Work required:
For this exercise, return all the data exactly as it stands.

_ _ _ _ _ _ _

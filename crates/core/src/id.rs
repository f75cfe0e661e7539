//! Strongly-typed identifiers used by the command protocol.

use core::str::FromStr;
use serde::{Deserialize, Serialize};
use uuid::Uuid;

use crate::error::CommandError;

/// Stable logical name of a mutable shared resource.
#[derive(Debug, Clone, PartialEq, Eq, PartialOrd, Ord, Hash, Serialize, Deserialize)]
#[serde(try_from = "String", into = "String")]
pub struct ObjectId(String);

/// Encoded identity of a protocol party (the origin of a command).
///
/// The canonical encoding is lowercase ASCII alphanumerics plus `-` and `_`,
/// at most [`PartyAddress::MAX_LEN`] characters. Authenticity is not checked
/// here; that belongs to the channel that delivered the command.
#[derive(Debug, Clone, PartialEq, Eq, PartialOrd, Ord, Hash, Serialize, Deserialize)]
#[serde(try_from = "String", into = "String")]
pub struct PartyAddress(String);

/// Correlation identifier of the network request that carries a command.
#[derive(Debug, Clone, PartialEq, Eq, PartialOrd, Ord, Hash, Serialize, Deserialize)]
#[serde(try_from = "String", into = "String")]
pub struct RequestCid(String);

macro_rules! impl_str_newtype {
    ($t:ty, $name:literal) => {
        impl $t {
            pub fn as_str(&self) -> &str {
                &self.0
            }
        }

        impl core::fmt::Display for $t {
            fn fmt(&self, f: &mut core::fmt::Formatter<'_>) -> core::fmt::Result {
                f.write_str(&self.0)
            }
        }

        impl AsRef<str> for $t {
            fn as_ref(&self) -> &str {
                &self.0
            }
        }

        impl From<$t> for String {
            fn from(value: $t) -> Self {
                value.0
            }
        }

        impl TryFrom<String> for $t {
            type Error = CommandError;

            fn try_from(value: String) -> Result<Self, Self::Error> {
                Self::validate(&value)
                    .map_err(|reason| CommandError::malformed(format!("{}: {}", $name, reason)))?;
                Ok(Self(value))
            }
        }

        impl FromStr for $t {
            type Err = CommandError;

            fn from_str(s: &str) -> Result<Self, Self::Err> {
                Self::try_from(s.to_string())
            }
        }
    };
}

impl_str_newtype!(ObjectId, "ObjectId");
impl_str_newtype!(PartyAddress, "PartyAddress");
impl_str_newtype!(RequestCid, "RequestCid");

impl ObjectId {
    pub fn new(id: impl Into<String>) -> Result<Self, CommandError> {
        Self::try_from(id.into())
    }

    fn validate(value: &str) -> Result<(), &'static str> {
        if value.is_empty() {
            return Err("object id cannot be empty");
        }
        Ok(())
    }
}

impl PartyAddress {
    pub const MAX_LEN: usize = 64;

    /// Decode a party identity from its canonical string form.
    pub fn from_encoded_str(encoded: &str) -> Result<Self, CommandError> {
        encoded.parse()
    }

    fn validate(value: &str) -> Result<(), &'static str> {
        if value.is_empty() {
            return Err("encoding cannot be empty");
        }
        if value.len() > Self::MAX_LEN {
            return Err("encoding is too long");
        }
        let canonical = value
            .bytes()
            .all(|b| b.is_ascii_lowercase() || b.is_ascii_digit() || b == b'-' || b == b'_');
        if !canonical {
            return Err("encoding is not canonical");
        }
        Ok(())
    }
}

/// Namespace for name-based (UUIDv5) request ids.
const CID_NAMESPACE: Uuid = Uuid::from_u128(0x6f0c_5e1a_2b7d_4c3e_9a41_d2f8_07b3_5c19);

impl RequestCid {
    pub fn new(cid: impl Into<String>) -> Result<Self, CommandError> {
        Self::try_from(cid.into())
    }

    /// Derive a cid from a command type tag and its canonical content.
    ///
    /// Identical inputs always produce the same cid, so a resent command keeps
    /// its correlation id.
    pub fn derive(command_type: &str, content: &[u8]) -> Self {
        let mut name = Vec::with_capacity(command_type.len() + 1 + content.len());
        name.extend_from_slice(command_type.as_bytes());
        name.push(0);
        name.extend_from_slice(content);
        Self(Uuid::new_v5(&CID_NAMESPACE, &name).to_string())
    }

    fn validate(value: &str) -> Result<(), &'static str> {
        if value.trim().is_empty() {
            return Err("cid cannot be empty");
        }
        Ok(())
    }
}

/// Version token of one immutable snapshot of a shared object.
///
/// Versions are opaque: they are compared for equality (and ordered only so
/// they can live in sorted sets), never used arithmetically. On the wire a
/// version is either a JSON integer (any `i64`, negatives included) or a JSON
/// string.
#[derive(Debug, Clone, PartialEq, Eq, PartialOrd, Ord, Hash, Serialize, Deserialize)]
#[serde(untagged)]
pub enum Version {
    Number(i64),
    Token(String),
}

impl core::fmt::Display for Version {
    fn fmt(&self, f: &mut core::fmt::Formatter<'_>) -> core::fmt::Result {
        match self {
            Version::Number(n) => write!(f, "{n}"),
            Version::Token(t) => f.write_str(t),
        }
    }
}

impl From<i64> for Version {
    fn from(value: i64) -> Self {
        Version::Number(value)
    }
}

impl From<&str> for Version {
    fn from(value: &str) -> Self {
        Version::Token(value.to_string())
    }
}

impl From<String> for Version {
    fn from(value: String) -> Self {
        Version::Token(value)
    }
}

#[cfg(test)]
mod tests {
    use super::*;

    #[test]
    fn party_address_round_trips_through_its_encoding() {
        let addr = PartyAddress::from_encoded_str("lbr1p7ujcndcl7nudzwt8fglhx6wxn08kgs5tm6mz4").unwrap();
        let again = PartyAddress::from_encoded_str(addr.as_str()).unwrap();
        assert_eq!(addr, again);
    }

    #[test]
    fn party_address_rejects_non_canonical_encodings() {
        let too_long = "a".repeat(65);
        for bad in ["", "UPPER", "has space", "caf\u{e9}", too_long.as_str()] {
            let err = PartyAddress::from_encoded_str(bad).unwrap_err();
            match err {
                CommandError::MalformedData(_) => {}
                other => panic!("Expected MalformedData for {bad:?}, got {other:?}"),
            }
        }
    }

    #[test]
    fn party_address_deserialization_validates() {
        let ok: PartyAddress = serde_json::from_str("\"vasp-a\"").unwrap();
        assert_eq!(ok.as_str(), "vasp-a");
        assert!(serde_json::from_str::<PartyAddress>("\"Vasp A\"").is_err());
    }

    #[test]
    fn object_id_cannot_be_empty() {
        assert!(ObjectId::new("").is_err());
        assert_eq!(ObjectId::new("payment-1").unwrap().as_str(), "payment-1");
    }

    #[test]
    fn versions_serialize_as_plain_numbers_or_strings() {
        assert_eq!(serde_json::to_string(&Version::from(5)).unwrap(), "5");
        assert_eq!(serde_json::to_string(&Version::from("v_a")).unwrap(), "\"v_a\"");

        let n: Version = serde_json::from_str("12").unwrap();
        let t: Version = serde_json::from_str("\"abc\"").unwrap();
        assert_eq!(n, Version::Number(12));
        assert_eq!(t, Version::Token("abc".to_string()));

        assert!(serde_json::from_str::<Version>("1.5").is_err());
        assert!(serde_json::from_str::<Version>("{}").is_err());
    }

    #[test]
    fn negative_integer_versions_are_accepted() {
        let v: Version = serde_json::from_str("-3").unwrap();
        assert_eq!(v, Version::Number(-3));
        assert_eq!(serde_json::to_string(&v).unwrap(), "-3");
        assert_eq!(v.to_string(), "-3");
    }

    #[test]
    fn derived_cids_are_deterministic_and_content_sensitive() {
        let a = RequestCid::derive("Payment", b"{\"x\":1}");
        let b = RequestCid::derive("Payment", b"{\"x\":1}");
        let c = RequestCid::derive("Payment", b"{\"x\":2}");
        let d = RequestCid::derive("Refund", b"{\"x\":1}");
        assert_eq!(a, b);
        assert_ne!(a, c);
        assert_ne!(a, d);
    }
}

_ _ _ _ _ _ _

Task result:
filename crates/core/src/id.rs
repository f75cfe0e661e7539
//! Strongly-typed identifiers used by the command protocol.

use core::str::FromStr;
use serde::{Deserialize, Serialize};
use uuid::Uuid;

use crate::error::CommandError;

/// Stable logical name of a mutable shared resource.
#[derive(Debug, Clone, PartialEq, Eq, PartialOrd, Ord, Hash, Serialize, Deserialize)]
#[serde(try_from = "String", into = "String")]
pub struct ObjectId(String);

/// Encoded identity of a protocol party (the origin of a command).
///
/// The canonical encoding is lowercase ASCII alphanumerics plus `-` and `_`,
/// at most [`PartyAddress::MAX_LEN`] characters. Authenticity is not checked
/// here; that belongs to the channel that delivered the command.
#[derive(Debug, Clone, PartialEq, Eq, PartialOrd, Ord, Hash, Serialize, Deserialize)]
#[serde(try_from = "String", into = "String")]
pub struct PartyAddress(String);

/// Correlation identifier of the network request that carries a command.
#[derive(Debug, Clone, PartialEq, Eq, PartialOrd, Ord, Hash, Serialize, Deserialize)]
#[serde(try_from = "String", into = "String")]
pub struct RequestCid(String);

macro_rules! impl_str_newtype {
    ($t:ty, $name:literal) => {
        impl $t {
            pub fn as_str(&self) -> &str {
                &self.0
            }
        }

        impl core::fmt::Display for $t {
            fn fmt(&self, f: &mut core::fmt::Formatter<'_>) -> core::fmt::Result {
                f.write_str(&self.0)
            }
        }

        impl AsRef<str> for $t {
            fn as_ref(&self) -> &str {
                &self.0
            }
        }

        impl From<$t> for String {
            fn from(value: $t) -> Self {
                value.0
            }
        }

        impl TryFrom<String> for $t {
            type Error = CommandError;

            fn try_from(value: String) -> Result<Self, Self::Error> {
                Self::validate(&value)
                    .map_err(|reason| CommandError::malformed(format!("{}: {}", $name, reason)))?;
                Ok(Self(value))
            }
        }

        impl FromStr for $t {
            type Err = CommandError;

            fn from_str(s: &str) -> Result<Self, Self::Err> {
                Self::try_from(s.to_string())
            }
        }
    };
}

impl_str_newtype!(ObjectId, "ObjectId");
impl_str_newtype!(PartyAddress, "PartyAddress");
impl_str_newtype!(RequestCid, "RequestCid");

impl ObjectId {
    pub fn new(id: impl Into<String>) -> Result<Self, CommandError> {
        Self::try_from(id.into())
    }

    fn validate(value: &str) -> Result<(), &'static str> {
        if value.is_empty() {
            return Err("object id cannot be empty");
        }
        Ok(())
    }
}

impl PartyAddress {
    pub const MAX_LEN: usize = 64;

    /// Decode a party identity from its canonical string form.
    pub fn from_encoded_str(encoded: &str) -> Result<Self, CommandError> {
        encoded.parse()
    }

    fn validate(value: &str) -> Result<(), &'static str> {
        if value.is_empty() {
            return Err("encoding cannot be empty");
        }
        if value.len() > Self::MAX_LEN {
            return Err("encoding is too long");
        }
        let canonical = value
            .bytes()
            .all(|b| b.is_ascii_lowercase() || b.is_ascii_digit() || b == b'-' || b == b'_');
        if !canonical {
            return Err("encoding is not canonical");
        }
        Ok(())
    }
}

/// Namespace for name-based (UUIDv5) request ids.
const CID_NAMESPACE: Uuid = Uuid::from_u128(0x6f0c_5e1a_2b7d_4c3e_9a41_d2f8_07b3_5c19);

impl RequestCid {
    pub fn new(cid: impl Into<String>) -> Result<Self, CommandError> {
        Self::try_from(cid.into())
    }

    /// Derive a cid from a command type tag and its canonical content.
    ///
    /// Identical inputs always produce the same cid, so a resent command keeps
    /// its correlation id.
    pub fn derive(command_type: &str, content: &[u8]) -> Self {
        let mut name = Vec::with_capacity(command_type.len() + 1 + content.len());
        name.extend_from_slice(command_type.as_bytes());
        name.push(0);
        name.extend_from_slice(content);
        Self(Uuid::new_v5(&CID_NAMESPACE, &name).to_string())
    }

    fn validate(value: &str) -> Result<(), &'static str> {
        if value.trim().is_empty() {
            return Err("cid cannot be empty");
        }
        Ok(())
    }
}

/// Version token of one immutable snapshot of a shared object.
///
/// Versions are opaque: they are compared for equality (and ordered only so
/// they can live in sorted sets), never used arithmetically. On the wire a
/// version is either a JSON integer (any `i64`, negatives included) or a JSON
/// string.
#[derive(Debug, Clone, PartialEq, Eq, PartialOrd, Ord, Hash, Serialize, Deserialize)]
#[serde(untagged)]
pub enum Version {
    Number(i64),
    Token(String),
}

impl core::fmt::Display for Version {
    fn fmt(&self, f: &mut core::fmt::Formatter<'_>) -> core::fmt::Result {
        match self {
            Version::Number(n) => write!(f, "{n}"),
            Version::Token(t) => f.write_str(t),
        }
    }
}

impl From<i64> for Version {
    fn from(value: i64) -> Self {
        Version::Number(value)
    }
}

impl From<&str> for Version {
    fn from(value: &str) -> Self {
        Version::Token(value.to_string())
    }
}

impl From<String> for Version {
    fn from(value: String) -> Self {
        Version::Token(value)
    }
}

#[cfg(test)]
mod tests {
    use super::*;

    #[test]
    fn party_address_round_trips_through_its_encoding() {
        let addr = PartyAddress::from_encoded_str("lbr1p7ujcndcl7nudzwt8fglhx6wxn08kgs5tm6mz4").unwrap();
        let again = PartyAddress::from_encoded_str(addr.as_str()).unwrap();
        assert_eq!(addr, again);
    }

    #[test]
    fn party_address_rejects_non_canonical_encodings() {
        let too_long = "a".repeat(65);
        for bad in ["", "UPPER", "has space", "caf\u{e9}", too_long.as_str()] {
            let err = PartyAddress::from_encoded_str(bad).unwrap_err();
            match err {
                CommandError::MalformedData(_) => {}
                other => panic!("Expected MalformedData for {bad:?}, got {other:?}"),
            }
        }
    }

    #[test]
    fn party_address_deserialization_validates() {
        let ok: PartyAddress = serde_json::from_str("\"vasp-a\"").unwrap();
        assert_eq!(ok.as_str(), "vasp-a");
        assert!(serde_json::from_str::<PartyAddress>("\"Vasp A\"").is_err());
    }

    #[test]
    fn object_id_cannot_be_empty() {
        assert!(ObjectId::new("").is_err());
        assert_eq!(ObjectId::new("payment-1").unwrap().as_str(), "payment-1");
    }

    #[test]
    fn versions_serialize_as_plain_numbers_or_strings() {
        assert_eq!(serde_json::to_string(&Version::from(5)).unwrap(), "5");
        assert_eq!(serde_json::to_string(&Version::from("v_a")).unwrap(), "\"v_a\"");

        let n: Version = serde_json::from_str("12").unwrap();
        let t: Version = serde_json::from_str("\"abc\"").unwrap();
        assert_eq!(n, Version::Number(12));
        assert_eq!(t, Version::Token("abc".to_string()));

        assert!(serde_json::from_str::<Version>("1.5").is_err());
        assert!(serde_json::from_str::<Version>("{}").is_err());
    }

    #[test]
    fn negative_integer_versions_are_accepted() {
        let v: Version = serde_json::from_str("-3").unwrap();
        assert_eq!(v, Version::Number(-3));
        assert_eq!(serde_json::to_string(&v).unwrap(), "-3");
        assert_eq!(v.to_string(), "-3");
    }

    #[test]
    fn derived_cids_are_deterministic_and_content_sensitive() {
        let a = RequestCid::derive("Payment", b"{\"x\":1}");
        let b = RequestCid::derive("Payment", b"{\"x\":1}");
        let c = RequestCid::derive("Payment", b"{\"x\":2}");
        let d = RequestCid::derive("Refund", b"{\"x\":1}");
        assert_eq!(a, b);
        assert_ne!(a, c);
        assert_ne!(a, d);
    }
}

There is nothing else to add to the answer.